[Dataset entries]
_____

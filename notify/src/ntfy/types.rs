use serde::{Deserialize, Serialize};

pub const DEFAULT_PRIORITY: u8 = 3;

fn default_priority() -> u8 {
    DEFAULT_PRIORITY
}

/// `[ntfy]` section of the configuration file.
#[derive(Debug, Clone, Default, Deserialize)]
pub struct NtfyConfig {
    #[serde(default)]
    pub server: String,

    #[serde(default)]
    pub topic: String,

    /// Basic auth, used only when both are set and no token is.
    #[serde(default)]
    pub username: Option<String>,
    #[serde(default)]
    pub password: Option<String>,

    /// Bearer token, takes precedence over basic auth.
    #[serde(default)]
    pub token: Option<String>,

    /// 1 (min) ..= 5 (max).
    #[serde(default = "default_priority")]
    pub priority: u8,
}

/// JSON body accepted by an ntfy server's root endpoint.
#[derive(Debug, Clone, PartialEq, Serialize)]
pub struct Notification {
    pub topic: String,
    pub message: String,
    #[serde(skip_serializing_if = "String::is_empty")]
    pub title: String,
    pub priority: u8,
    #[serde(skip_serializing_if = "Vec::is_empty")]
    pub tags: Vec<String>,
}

_____

What the exercise asks » Write out each line above with the word "Option".

Response to the exercise »
    pub username: Option<String>,
    pub password: Option<String>,
    pub token: Option<String>,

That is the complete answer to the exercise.